* Font lock question
@ 2021-03-17 9:40 Joost Kremers
2021-03-17 13:39 ` Stefan Monnier
0 siblings, 1 reply; 10+ messages in thread
From: Joost Kremers @ 2021-03-17 9:40 UTC (permalink / raw)
To: help-gnu-emacs
Hi list,
I'm trying to add font lock rules to a package of mine and I'm running into an
issue that I can't figure out how to solve. Schematically, I'm trying to match
instances of the following type:
[aBc]
Here, the square brackets are obligatory and so is the `B`. `a` and `c` are
optional. `B` can be recognised by its form, `a` and `c` can only be recognised
by the fact that they are in between the opening/closing bracket and `B`.
So far, so good.
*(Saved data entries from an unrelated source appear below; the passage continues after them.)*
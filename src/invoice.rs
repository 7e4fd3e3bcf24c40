//! Unique invoice numbers from a single transactional counter
use sled::Tree;
use sled::transaction::{
    ConflictableTransactionError, ConflictableTransactionResult, TransactionError,
};

use crate::config::EngineConfig;
use crate::error::EngineError;

pub const COUNTERS_TREE: &str = "counters";
const INVOICE_COUNTER_KEY: &str = "invoice";

#[derive(Clone)]
pub struct InvoiceSequencer {
    counters: Tree,
    prefix: String,
    width: usize,
}

impl InvoiceSequencer {
    pub fn open(db: &sled::Db, config: &EngineConfig) -> Result<Self, EngineError> {
        Ok(Self {
            counters: db.open_tree(COUNTERS_TREE)?,
            prefix: config.invoice_prefix.clone(),
            width: config.invoice_width,
        })
    }

    /// Read-increment-write inside one transaction; concurrent callers are
    /// serialized by sled and never observe the same value.
    pub fn next_invoice_number(&self) -> Result<String, EngineError> {
        let next = self
            .counters
            .transaction(|tx| -> ConflictableTransactionResult<u64, EngineError> {
                let current = match tx.get(INVOICE_COUNTER_KEY)? {
                    Some(bytes) => {
                        decode_counter(&bytes).map_err(ConflictableTransactionError::Abort)?
                    }
                    None => 0,
                };
                let next = current + 1;
                tx.insert(INVOICE_COUNTER_KEY, next.to_be_bytes().to_vec())?;
                Ok(next)
            })
            .map_err(|e| match e {
                TransactionError::Abort(e) => e,
                TransactionError::Storage(e) => EngineError::Storage(e),
            })?;

        Ok(self.format(next))
    }

    /// Last number handed out, zero if none yet.
    pub fn current(&self) -> Result<u64, EngineError> {
        match self.counters.get(INVOICE_COUNTER_KEY)? {
            Some(bytes) => decode_counter(&bytes),
            None => Ok(0),
        }
    }

    pub fn format(&self, sequence: u64) -> String {
        format!("{}{:0width$}", self.prefix, sequence, width = self.width)
    }
}

fn decode_counter(bytes: &[u8]) -> Result<u64, EngineError> {
    let raw: [u8; 8] = bytes.try_into().map_err(|_| {
        EngineError::Encoding(format!(
            "invoice counter has {} bytes, expected 8",
            bytes.len()
        ))
    })?;
    Ok(u64::from_be_bytes(raw))
}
But the complication is that this pattern of `aBc` can be
repeated *within the brackets*, where each instance is separated by a semicolon:
[aBc; aBc; aBc]
There is no (theoretical) limit to the number of repetitions.
I have no trouble composing a regex that matches this entire thing. I'd add a
shy group that includes an optional semicolon and that is repeated at least
once:
\[\(?:\(?1:.*?\)B\(?2:.*?\);?\)+\]
However, this does not work for font-lock, it seems.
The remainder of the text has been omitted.